RADIUS Accounting and Reporting
SmartPass uses standards-based RADIUS accounting to calculate and utilize per user statistics including lifetime session counts and total traffic passed for session. Reports can be generated based on these statistics in SmartPass or from a 3rd party application.

Setting up Access Control Rules
To set up an ACR, the IT manager would first name the rule, then construct match filters based on any combination of SSID, User Name pattern (e.g. domain\username), physical location, and other criteria. Next, IT determines the actions to take against the matched sessions, such as changing the authorization attributes or disconnecting the user. Next, they decide what event should trigger the insession update, such as client roam, location change or RADIUS accounting update. Finally, IT decides when and how the ACRs should be invoked, whether they should happen automatically upon meeting the conditions, or scheduled to run at set times.

Easy to Use for Non-technical Staff
Guest access is one of the most prevalent applications of wireless networking. But due to limitations and complexity of current guest access solutions, most enterprises deploy wireless guest access with little or no control over who is using it—or when, where, and how it is being used. In contrast, SmartPass is so easy to use, it allows you to offload provisioning to non-IT staff, and avoid it becoming a disruptive network administrator chore. A highly intuitive, easy-to-use interface completely shields front-desk personnel from the underlying complexities of network access control. Non-technical staff — such as receptionists and clerks — can easily and quickly provision guest access accounts without any networking knowledge. The provisioning user can also print the guest access credentials, along with other information such as usage disclaimers, using a customizable template with graphics.

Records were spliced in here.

//! Book command handlers
//!
//! Handlers take any [`Catalog`], so they work the same against the file
//! store and an in-memory catalog.

use anyhow::Result;

use shelf_core::{Book, Catalog};

use crate::output::{Output, OutputFormat};

/// Add a book
pub fn add(
    catalog: &mut impl Catalog,
    title: String,
    author: String,
    year: i32,
    output: &Output,
) -> Result<()> {
    let book = Book::new(title.trim(), author.trim(), year);
    catalog.add(book.clone());

    match output.format {
        OutputFormat::Json => output.print_book(&book),
        _ => output.success(&format!(
            "Added '{}' by {} ({})",
            book.title, book.author, book.year
        )),
    }
    Ok(())
}

/// Remove the first book with this title
///
/// A missing title is reported but is not an error.
pub fn remove(catalog: &mut impl Catalog, title: &str, output: &Output) -> Result<()> {
    match catalog.remove(title.trim()) {
        Some(book) => output.success(&format!("Removed '{}' by {}", book.title, book.author)),
        None => output.message(&format!("Book '{}' not found", title.trim())),
    }
    Ok(())
}

/// List all books
pub fn list(catalog: &impl Catalog, output: &Output) -> Result<()> {
    output.print_books(catalog.books());
    Ok(())
}
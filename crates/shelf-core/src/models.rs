//! Data models for Shelf
//!
//! A catalog holds one kind of record: a [`Book`].

use std::fmt;

use serde::{Deserialize, Serialize};

/// A catalogued book
///
/// The title doubles as the lookup key. Nothing enforces uniqueness.
#[derive(Debug, Clone, Serialize, Deserialize, PartialEq, Eq, Hash)]
pub struct Book {
    /// Book title
    pub title: String,
    /// Author name(s), free text
    pub author: String,
    /// Publication year (negative for BCE)
    pub year: i32,
}

impl Book {
    /// Create a new book record
    pub fn new(title: impl Into<String>, author: impl Into<String>, year: i32) -> Self {
        Self {
            title: title.into(),
            author: author.into(),
            year,
        }
    }
}

impl fmt::Display for Book {
    fn fmt(&self, f: &mut fmt::Formatter<'_>) -> fmt::Result {
        write!(
            f,
            "Title: {}, Author: {}, Year: {}",
            self.title, self.author, self.year
        )
    }
}
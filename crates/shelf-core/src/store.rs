//! File-backed catalog
//!
//! `BookStore` keeps the authoritative list in a [`MemoryCatalog`] and
//! mirrors it to a text file after every successful mutation.
//!
//! ## Usage
//!
//! ```no_run
//! use shelf_core::{Book, BookStore, Catalog, TracingSink};
//!
//! let mut store = BookStore::open("books.txt", TracingSink);
//! store.add(Book::new("Dune", "Frank Herbert", 1965));
//! store.remove("Dune");
//! for book in store.list() {
//!     println!("{}", book);
//! }
//! ```
//!
//! ## Failure handling
//!
//! Nothing here returns an error to the caller. I/O failures are reported
//! to the sink and the store carries on with what it has in memory, so a
//! failed save leaves memory and disk out of step until the next
//! successful one. Use [`BookStore::try_load`] and [`BookStore::try_save`]
//! to see errors directly.

use std::path::{Path, PathBuf};

use crate::catalog::{Catalog, MemoryCatalog};
use crate::config::Config;
use crate::events::{EventSink, StoreEvent};
use crate::models::Book;
use crate::storage::{file, format, LineError, StorageError, StorageResult};

/// How the catalog file is rewritten
#[derive(Debug, Clone, Copy, Default, PartialEq, Eq)]
pub enum SaveMode {
    /// Truncate and write in place
    #[default]
    Overwrite,
    /// Write a temp file and rename it over the catalog
    Atomic,
}

/// Summary of a load
#[derive(Debug, Clone, Copy, Default, PartialEq, Eq)]
pub struct LoadReport {
    /// Records parsed and kept
    pub loaded: usize,
    /// Non-blank lines rejected as malformed
    pub skipped: usize,
    /// False if reading stopped on an I/O error
    pub complete: bool,
}

/// Books parsed before a read error, if the file could be opened at all
struct PartialRead {
    books: Option<(Vec<Book>, usize)>,
    error: StorageError,
}

/// Catalog persisted to a flat text file
pub struct BookStore<S: EventSink> {
    catalog: MemoryCatalog<S>,
    path: PathBuf,
    save_mode: SaveMode,
}
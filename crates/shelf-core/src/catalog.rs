//! Catalog capability
//!
//! [`Catalog`] is what callers program against: append, remove by title,
//! list. [`MemoryCatalog`] is the plain in-memory implementation;
//! [`BookStore`](crate::store::BookStore) wraps one and persists after each
//! mutation.

use crate::events::{EventSink, StoreEvent, TracingSink};
use crate::models::Book;

/// An ordered collection of books
///
/// Books keep insertion order. Titles are matched exactly and are not
/// required to be unique; lookups and removals act on the first match.
pub trait Catalog {
    /// Append a book at the end
    fn add(&mut self, book: Book);

    /// Remove the first book whose title equals `title`
    ///
    /// Returns the removed book, or `None` when no title matched.
    fn remove(&mut self, title: &str) -> Option<Book>;

    /// All books in insertion order, without side effects
    fn books(&self) -> &[Book];

    /// All books in insertion order, reporting each one as listed
    fn list(&self) -> &[Book];

    /// Number of books
    fn len(&self) -> usize {
        self.books().len()
    }

    /// Whether the catalog holds no books
    fn is_empty(&self) -> bool {
        self.books().is_empty()
    }

    /// First book with this exact title
    fn find(&self, title: &str) -> Option<&Book> {
        self.books().iter().find(|b| b.title == title)
    }
}

/// In-memory catalog
#[derive(Debug)]
pub struct MemoryCatalog<S: EventSink = TracingSink> {
    books: Vec<Book>,
    sink: S,
}

impl Default for MemoryCatalog<TracingSink> {
    fn default() -> Self {
        Self::new(TracingSink)
    }
}

impl<S: EventSink> MemoryCatalog<S> {
    /// Create an empty catalog reporting to `sink`
    pub fn new(sink: S) -> Self {
        Self {
            books: Vec::new(),
            sink,
        }
    }

    /// Create a catalog holding `books`
    pub fn with_books(books: Vec<Book>, sink: S) -> Self {
        Self { books, sink }
    }

    /// The sink this catalog reports to
    pub fn sink(&self) -> &S {
        &self.sink
    }

    /// Replace the contents wholesale
    pub fn replace(&mut self, books: Vec<Book>) {
        self.books = books;
    }
}

impl<S: EventSink> Catalog for MemoryCatalog<S> {
    fn add(&mut self, book: Book) {
        self.sink
            .record(&StoreEvent::BookAdded { book: book.clone() });
        self.books.push(book);
    }

    fn remove(&mut self, title: &str) -> Option<Book> {
        match self.books.iter().position(|b| b.title == title) {
            Some(pos) => Some(self.books.remove(pos)),
            None => {
                self.sink.record(&StoreEvent::BookNotFound {
                    title: title.to_string(),
                });
                None
            }
        }
    }

    fn books(&self) -> &[Book] {
        &self.books
    }

    fn list(&self) -> &[Book] {
        for book in &self.books {
            self.sink
                .record(&StoreEvent::BookListed { book: book.clone() });
        }
        &self.books
    }
}
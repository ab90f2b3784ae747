//! Storage error handling
//!
//! Typed errors for catalog file operations, with the offending path and a
//! recovery suggestion where one exists.

use std::io;
use std::path::PathBuf;
use thiserror::Error;

/// Errors that can occur while reading or writing the catalog file
#[derive(Error, Debug)]
pub enum StorageError {
    /// Failed to create the directory holding the catalog
    #[error("Cannot create directory '{path}': {source}")]
    CreateDirectory {
        path: PathBuf,
        #[source]
        source: io::Error,
    },

    /// Permission denied accessing path
    #[error("Permission denied: cannot access '{path}'")]
    PermissionDenied {
        path: PathBuf,
        #[source]
        source: io::Error,
    },

    /// Disk is full or quota exceeded
    #[error("Disk full or quota exceeded while writing to '{path}'")]
    DiskFull {
        path: PathBuf,
        #[source]
        source: io::Error,
    },

    /// Failed to read file
    #[error("Cannot read '{path}': {source}")]
    ReadError {
        path: PathBuf,
        #[source]
        source: io::Error,
    },

    /// Failed to write file
    #[error("Cannot write '{path}': {source}")]
    WriteError {
        path: PathBuf,
        #[source]
        source: io::Error,
    },

    /// File not found (when expected to exist)
    #[error("File not found: '{path}'")]
    NotFound { path: PathBuf },

    /// Atomic save failed during rename
    #[error("Atomic write failed: could not rename '{from}' to '{to}': {source}")]
    AtomicWriteFailed {
        from: PathBuf,
        to: PathBuf,
        #[source]
        source: io::Error,
    },
}

/// Which way the failed I/O was going
#[derive(Debug, Clone, Copy, PartialEq, Eq)]
pub enum Access {
    Read,
    Write,
}

impl StorageError {
    /// Create an error from an I/O error with path context
    ///
    /// Classifies the error based on its kind (permission, disk full, etc.)
    pub fn from_io(error: io::Error, path: PathBuf, access: Access) -> Self {
        match error.kind() {
            io::ErrorKind::PermissionDenied => StorageError::PermissionDenied {
                path,
                source: error,
            },
            io::ErrorKind::NotFound => StorageError::NotFound { path },
            _ if is_disk_full_error(&error) => StorageError::DiskFull {
                path,
                source: error,
            },
            _ => match access {
                Access::Read => StorageError::ReadError {
                    path,
                    source: error,
                },
                Access::Write => StorageError::WriteError {
                    path,
                    source: error,
                },
            },
        }
    }

    /// Get a recovery suggestion for this error
    pub fn recovery_suggestion(&self) -> Option<&'static str> {
        match self {
            StorageError::DiskFull { .. } => Some("Free up disk space and try again."),
            StorageError::PermissionDenied { .. } => {
                Some("Check file and directory permissions, or point --file at a writable location.")
            }
            StorageError::CreateDirectory { .. } => {
                Some("Check that the parent directory exists and you have write permissions.")
            }
            _ => None,
        }
    }
}

/// Check if an I/O error indicates disk full condition
fn is_disk_full_error(error: &io::Error) -> bool {
    let msg = error.to_string().to_lowercase();
    msg.contains("no space left")
        || msg.contains("disk full")
        || msg.contains("quota exceeded")
        || msg.contains("not enough space")
}

/// Result type for storage operations
pub type StorageResult<T> = Result<T, StorageError>;
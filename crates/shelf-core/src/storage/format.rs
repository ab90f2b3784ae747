//! Catalog line format
//!
//! One book per line, `title,author,year`, no quoting or escaping:
//!
//! ```text
//! Dune,Frank Herbert,1965
//! 1984,George Orwell,1949
//! ```
//!
//! Fields are trimmed on parse. A field containing a comma (or a line
//! break) is written as-is and will not survive a reload.

use thiserror::Error;

use crate::models::Book;

/// Field separator
pub const SEPARATOR: char = ',';

/// Why a persisted line was rejected
#[derive(Error, Debug, Clone, PartialEq, Eq)]
pub enum LineError {
    /// The line did not split into exactly three fields
    #[error("expected 3 fields, found {0}")]
    FieldCount(usize),

    /// The third field is not an integer
    #[error("year '{0}' is not an integer")]
    InvalidYear(String),

    /// The raw bytes are not UTF-8
    #[error("line is not valid UTF-8")]
    InvalidUtf8,
}

/// Render a book as a line, without the trailing newline
pub fn format_line(book: &Book) -> String {
    format!(
        "{}{sep}{}{sep}{}",
        book.title,
        book.author,
        book.year,
        sep = SEPARATOR
    )
}

/// Parse a single non-blank line
pub fn parse_line(line: &str) -> Result<Book, LineError> {
    let fields: Vec<&str> = line.trim().split(SEPARATOR).map(str::trim).collect();

    match fields.as_slice() {
        &[title, author, year] => {
            let year = year
                .parse::<i32>()
                .map_err(|_| LineError::InvalidYear(year.to_string()))?;
            Ok(Book::new(title, author, year))
        }
        other => Err(LineError::FieldCount(other.len())),
    }
}

/// Whether a book holds text the line format cannot represent
pub fn needs_escaping(book: &Book) -> bool {
    [&book.title, &book.author]
        .iter()
        .any(|field| field.contains(SEPARATOR) || field.contains('\n') || field.contains('\r'))
}

/// Render the whole catalog, one newline-terminated line per book
pub fn format_catalog(books: &[Book]) -> String {
    let mut out = String::new();
    for book in books {
        out.push_str(&format_line(book));
        out.push('\n');
    }
    out
}
//! Storage layer
//!
//! The catalog lives in a single UTF-8 text file, one `title,author,year`
//! record per line. `format` owns the line codec, `file` the raw I/O.

pub mod error;
pub mod file;
pub mod format;

pub use error::{Access, StorageError, StorageResult};
pub use format::{format_catalog, format_line, needs_escaping, parse_line, LineError};
//! Logging setup
//!
//! Store events reach `tracing` through `TracingSink`; this module installs
//! the subscriber that prints them. The filter comes from `SHELF_LOG`, then
//! the `log_level` config key, then a default: `info` in the interactive
//! shell (where log lines are the feedback) and `warn` for one-shot
//! commands (which print their own results).

use std::fs::File;

use tracing_subscriber::EnvFilter;

use shelf_core::Config;

/// Environment variable holding a filter directive
const LOG_ENV: &str = "SHELF_LOG";

/// Pick the filter directive to use
fn directive(config: &Config, interactive: bool) -> String {
    if let Ok(val) = std::env::var(LOG_ENV) {
        if !val.is_empty() {
            return val;
        }
    }

    if let Some(level) = config.log_level.as_deref().filter(|l| !l.is_empty()) {
        return level.to_string();
    }

    let default = if interactive { "info" } else { "warn" };
    default.to_string()
}

/// Open the configured log file for appending
///
/// Returns `None` if no file is configured or it cannot be opened; the
/// latter is reported on stderr.
fn open_log_file(config: &Config) -> Option<File> {
    let log_path = config.log_file.as_ref()?;

    match File::options().create(true).append(true).open(log_path) {
        Ok(f) => Some(f),
        Err(e) => {
            eprintln!(
                "Warning: Could not open log file {:?}: {}. Logging to stderr.",
                log_path, e
            );
            None
        }
    }
}

/// Install the global subscriber (ignored if one is already set)
pub fn init(config: &Config, interactive: bool) {
    let env_filter = EnvFilter::try_new(directive(config, interactive))
        .unwrap_or_else(|_| EnvFilter::new("info"));

    match open_log_file(config) {
        Some(log_file) => {
            let _ = tracing_subscriber::fmt()
                .with_env_filter(env_filter)
                .with_target(false)
                .with_ansi(false)
                .with_writer(log_file)
                .try_init();
        }
        None => {
            let _ = tracing_subscriber::fmt()
                .with_env_filter(env_filter)
                .with_target(false)
                .without_time()
                .with_writer(std::io::stderr)
                .try_init();
        }
    }
}
//! End-to-end provisioning tests against a fake container runtime.

use std::cell::RefCell;
use std::collections::HashSet;
use std::fs;
use std::net::Ipv4Addr;
use std::path::{Path, PathBuf};
use std::rc::Rc;

use tempfile::tempdir;

use labnet::config::{ContainerSpec, NetworkSpec};
use labnet::ip::SubnetBase;
use labnet::manifest::KnownHosts;
use labnet::ordered_map::OrderedMap;
use labnet::orchestrator::{NetworkOrchestrator, RunContext};
use labnet::runtime::{ContainerHandle, ContainerRuntime, NetworkHandle, RuntimeError};

/// Everything the fake runtime saw during a run
#[derive(Debug, Default)]
struct FakeState {
    /// Subnets other users already claimed on this host
    taken_subnets: HashSet<String>,
    /// Containers left over from a previous run
    stale_containers: HashSet<String>,
    /// A network left over from a previous run
    stale_network: Option<String>,
    /// Container name whose creation should fail
    fail_container: Option<String>,

    created_networks: Vec<(String, String, bool)>,
    removed_networks: Vec<String>,
    created_containers: Vec<(String, String, PathBuf, String)>,
    removed_containers: Vec<String>,
    connections: Vec<(String, String, Ipv4Addr, Vec<String>)>,
}

#[derive(Debug, Clone, Default)]
struct FakeRuntime {
    state: Rc<RefCell<FakeState>>,
}

impl FakeRuntime {
    fn with_state(state: FakeState) -> Self {
        FakeRuntime {
            state: Rc::new(RefCell::new(state)),
        }
    }
}

impl ContainerRuntime for FakeRuntime {
    fn create_network(
        &self,
        name: &str,
        subnet_cidr: &str,
        internal: bool,
    ) -> Result<NetworkHandle, RuntimeError> {
        let mut state = self.state.borrow_mut();
        if state.taken_subnets.contains(subnet_cidr) {
            return Err(RuntimeError::Conflict {
                resource: name.to_string(),
                detail: format!("pool overlaps: {}", subnet_cidr),
            });
        }
        state
            .created_networks
            .push((name.to_string(), subnet_cidr.to_string(), internal));
        Ok(NetworkHandle {
            name: name.to_string(),
        })
    }

    fn remove_network(&self, name: &str) -> Result<(), RuntimeError> {
        let mut state = self.state.borrow_mut();
        if state.stale_network.as_deref() == Some(name) {
            state.stale_network = None;
            state.removed_networks.push(name.to_string());
            Ok(())
        } else {
            Err(RuntimeError::NotFound {
                resource: name.to_string(),
            })
        }
    }

    fn create_container(
        &self,
        image: &str,
        name: &str,
        bind_mount: &Path,
        working_dir: &Path,
        hostname: &str,
    ) -> Result<ContainerHandle, RuntimeError> {
        assert_eq!(bind_mount, working_dir, "mount path must equal workdir");
        let mut state = self.state.borrow_mut();
        if state.fail_container.as_deref() == Some(name) {
            return Err(RuntimeError::CommandFailed {
                command: format!("docker create {}", name),
                stderr: "injected failure".to_string(),
            });
        }
        state.created_containers.push((
            name.to_string(),
            image.to_string(),
            bind_mount.to_path_buf(),
            hostname.to_string(),
        ));
        Ok(ContainerHandle {
            name: name.to_string(),
        })
    }

    fn connect_to_network(
        &self,
        container: &ContainerHandle,
        network: &NetworkHandle,
        ip: Ipv4Addr,
        aliases: &[&str],
    ) -> Result<(), RuntimeError> {
        self.state.borrow_mut().connections.push((
            container.name.clone(),
            network.name.clone(),
            ip,
            aliases.iter().map(|a| a.to_string()).collect(),
        ));
        Ok(())
    }

    fn remove_container(&self, name: &str, force: bool) -> Result<(), RuntimeError> {
        assert!(force, "stale containers are removed with force");
        let mut state = self.state.borrow_mut();
        if state.stale_containers.remove(name) {
            state.removed_containers.push(name.to_string());
            Ok(())
        } else {
            Err(RuntimeError::NotFound {
                resource: name.to_string(),
            })
        }
    }

    fn get_container(&self, name: &str) -> Result<ContainerHandle, RuntimeError> {
        if self.state.borrow().stale_containers.contains(name) {
            Ok(ContainerHandle {
                name: name.to_string(),
            })
        } else {
            Err(RuntimeError::NotFound {
                resource: name.to_string(),
            })
        }
    }
}

/// A specification with a real solution directory under `root`.
fn sample_spec(root: &Path, counts: &[(&str, u16)]) -> NetworkSpec {
    let solution = root.join("solution");
    fs::create_dir_all(solution.join("src")).unwrap();
    fs::write(solution.join("run.sh"), "#!/bin/sh\n").unwrap();
    fs::write(solution.join("src/peer.py"), "print('peer')\n").unwrap();

    let mut containers = OrderedMap::new();
    for (name, ports) in counts {
        containers.insert(
            *name,
            ContainerSpec {
                image: "ubuntu:22.04".to_string(),
                number_of_ports: *ports,
            },
        );
    }
    NetworkSpec {
        solution_directory: solution,
        containers,
    }
}

fn orchestrator_for(
    runtime: &FakeRuntime,
    root: &Path,
) -> NetworkOrchestrator<FakeRuntime> {
    let context = RunContext::new("grader", root.join("WORKING_DIRECTORY"));
    NetworkOrchestrator::new(runtime.clone(), context)
}

#[test]
fn test_full_run_provisions_network_and_manifests() {
    let dir = tempdir().unwrap();
    let spec = sample_spec(dir.path(), &[("alice", 1), ("bob", 2), ("carol", 1)]);
    let runtime = FakeRuntime::default();

    let report = orchestrator_for(&runtime, dir.path()).run(&spec).unwrap();

    let state = runtime.state.borrow();
    assert_eq!(
        state.created_networks,
        vec![("grader_network".to_string(), "10.1.1.0/24".to_string(), true)]
    );

    // Containers are created in declaration order with user-prefixed names
    // and the bare name as hostname.
    let names: Vec<&str> = state
        .created_containers
        .iter()
        .map(|(name, _, _, _)| name.as_str())
        .collect();
    assert_eq!(names, vec!["grader_alice", "grader_bob", "grader_carol"]);
    assert_eq!(state.created_containers[0].3, "alice");
    assert_eq!(report.containers, names);

    // Each container is connected at its planned address with its bare name
    // as an alias.
    let ips: Vec<Ipv4Addr> = state.connections.iter().map(|(_, _, ip, _)| *ip).collect();
    assert_eq!(
        ips,
        vec![
            Ipv4Addr::new(10, 1, 1, 2),
            Ipv4Addr::new(10, 1, 1, 3),
            Ipv4Addr::new(10, 1, 1, 4),
        ]
    );
    assert_eq!(state.connections[1].3, vec!["bob".to_string()]);
    drop(state);

    // Every container directory received the solution tree and an identical
    // set of manifests.
    let workdir = dir.path().join("WORKING_DIRECTORY");
    let reference = fs::read_to_string(workdir.join("alice/knownhosts.json")).unwrap();
    for name in ["alice", "bob", "carol"] {
        let container_dir = workdir.join(name);
        assert!(container_dir.join("src/peer.py").is_file());
        assert_eq!(
            fs::read_to_string(container_dir.join("knownhosts.json")).unwrap(),
            reference
        );
        assert_eq!(
            fs::read_to_string(container_dir.join("knownhosts_tcp.txt")).unwrap(),
            "alice 9000\nbob 9001-9002\ncarol 9003\n"
        );
        assert_eq!(
            fs::read_to_string(container_dir.join("knownhosts_udp.txt")).unwrap(),
            "alice 10000\nbob 10001-10002\ncarol 10003\n"
        );
    }

    let manifest: KnownHosts = serde_json::from_str(&reference).unwrap();
    let bob = manifest.hosts.get("bob").unwrap();
    assert_eq!(bob.ip_address, "10.1.1.3");
    assert_eq!(bob.tcp_start_port, 9001);
    assert_eq!(bob.tcp_end_port, 9002);
}

#[test]
fn test_stale_resources_are_removed_first() {
    let dir = tempdir().unwrap();
    let spec = sample_spec(dir.path(), &[("alice", 1), ("bob", 1)]);
    let runtime = FakeRuntime::with_state(FakeState {
        stale_containers: ["grader_alice".to_string()].into_iter().collect(),
        stale_network: Some("grader_network".to_string()),
        ..FakeState::default()
    });

    orchestrator_for(&runtime, dir.path()).run(&spec).unwrap();

    let state = runtime.state.borrow();
    // Only the container that actually existed was removed; the absent one
    // was treated as already clean.
    assert_eq!(state.removed_containers, vec!["grader_alice"]);
    assert_eq!(state.removed_networks, vec!["grader_network"]);
}

#[test]
fn test_subnet_conflict_moves_to_next_candidate() {
    let dir = tempdir().unwrap();
    let spec = sample_spec(dir.path(), &[("alice", 1)]);
    let runtime = FakeRuntime::with_state(FakeState {
        taken_subnets: ["10.1.1.0/24".to_string(), "10.2.1.0/24".to_string()]
            .into_iter()
            .collect(),
        ..FakeState::default()
    });

    let report = orchestrator_for(&runtime, dir.path()).run(&spec).unwrap();

    assert_eq!(report.subnet.cidr(), "10.3.1.0/24");
    assert_eq!(
        report.addresses.get("alice"),
        Some(&Ipv4Addr::new(10, 3, 1, 2))
    );
}

#[test]
fn test_subnet_exhaustion_reports_last_candidate() {
    let dir = tempdir().unwrap();
    let spec = sample_spec(dir.path(), &[("alice", 1)]);
    let runtime = FakeRuntime::with_state(FakeState {
        taken_subnets: (1..=255u32)
            .map(|user| format!("10.{}.1.0/24", user))
            .collect(),
        ..FakeState::default()
    });

    let context = RunContext::new("grader", dir.path().join("WORKING_DIRECTORY"));
    let orchestrator = NetworkOrchestrator::new(runtime, context)
        .with_subnet_search(SubnetBase::default(), 3);
    let error = orchestrator.run(&spec).unwrap_err();
    let message = format!("{:?}", error);
    assert!(message.contains("10.3.1.0/24"), "got: {}", message);
}

#[test]
fn test_container_failure_aborts_before_manifests() {
    let dir = tempdir().unwrap();
    let spec = sample_spec(dir.path(), &[("alice", 1), ("bob", 1)]);
    let runtime = FakeRuntime::with_state(FakeState {
        fail_container: Some("grader_bob".to_string()),
        ..FakeState::default()
    });

    let error = orchestrator_for(&runtime, dir.path()).run(&spec).unwrap_err();
    assert!(format!("{:?}", error).contains("injected failure"));

    // The first container was created, but no manifest was written anywhere.
    let workdir = dir.path().join("WORKING_DIRECTORY");
    assert!(!workdir.join("alice/knownhosts.json").exists());
    assert!(!workdir.join("bob/knownhosts.json").exists());
}

#[test]
fn test_invalid_port_count_touches_nothing() {
    let dir = tempdir().unwrap();
    let spec = sample_spec(dir.path(), &[("alice", 0)]);
    let runtime = FakeRuntime::default();

    let error = orchestrator_for(&runtime, dir.path()).run(&spec).unwrap_err();
    assert!(format!("{:?}", error).contains("'alice'"));

    let state = runtime.state.borrow();
    assert!(state.created_networks.is_empty());
    assert!(state.created_containers.is_empty());
    assert!(!dir.path().join("WORKING_DIRECTORY/alice").exists());
}

#[test]
fn test_missing_solution_directory_aborts_up_front() {
    let dir = tempdir().unwrap();
    let mut spec = sample_spec(dir.path(), &[("alice", 1)]);
    spec.solution_directory = dir.path().join("no_such_solution");
    let runtime = FakeRuntime::default();

    let error = orchestrator_for(&runtime, dir.path()).run(&spec).unwrap_err();
    assert!(format!("{:?}", error).contains("no_such_solution"));
    assert!(runtime.state.borrow().created_networks.is_empty());
}

#[test]
fn test_reruns_are_idempotent() {
    let dir = tempdir().unwrap();
    let spec = sample_spec(dir.path(), &[("alice", 2), ("bob", 1)]);

    let first = orchestrator_for(&FakeRuntime::default(), dir.path())
        .run(&spec)
        .unwrap();
    let first_manifest =
        fs::read_to_string(dir.path().join("WORKING_DIRECTORY/alice/knownhosts.json")).unwrap();

    let second = orchestrator_for(&FakeRuntime::default(), dir.path())
        .run(&spec)
        .unwrap();
    let second_manifest =
        fs::read_to_string(dir.path().join("WORKING_DIRECTORY/alice/knownhosts.json")).unwrap();

    assert_eq!(first.addresses, second.addresses);
    assert_eq!(first.ports, second.ports);
    assert_eq!(first_manifest, second_manifest);
}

Scalable Centralized Architecture
Different from other solutions, which write each guest account to every WLAN controller’s local database, SmartPass uses a centralized guest account database. While other solutions actually change controller configurations—by adding, modifying, or deleting guest credentials on individual WLAN controllers throughout the network—SmartPass never stores guest data to any WLAN controller. This centralized approach is not only cleaner and more efficient, but also prevents potentially harmful configuration changes from being made to critical network hardware by individuals with no domain expertise, and ensures that all access security operates independently of which controllers are in service.

Key Applications
The applications for such granular and dynamic access control are unlimited but are illustrated in the following examples.

Prevent Students from Cheating
A professor giving a test from 2pm - 3pm in Classroom 230, has the ability to change wireless access for students instantly to deny access to the Internet during that time from that specific location. At the professors’ option, the students could still have access to relevant classroom materials on the LAN.

Restrict Corporate Guest Access
A large company wants to provide a hired consultant access to the Internet and certain LAN resources but only while working in an assigned building or areas of the building. If the consultant tries to access the network from another location, he will be denied access even with valid log-in credentials.

Lock-Down Bandwidth Abuser
A user on the network is consuming an excessive amount of bandwidth. After a set traffic threshold is crossed within a set period of time, SmartPass throttles down bandwidth and priority for that user. For example, a rule can be set that for any given user, after 10 MB of download in any given hour, the user is restricted to only 100 Kbps maximum. graphics.

Extra Security for Sensitive Networks
All users can be prevented from accessing the network from unauthorized locations even with legitimate credentials. This adds an extra layer of security against offsite attackers who may have stolen legitimate credentials, e.g., “the parking lot hacker”.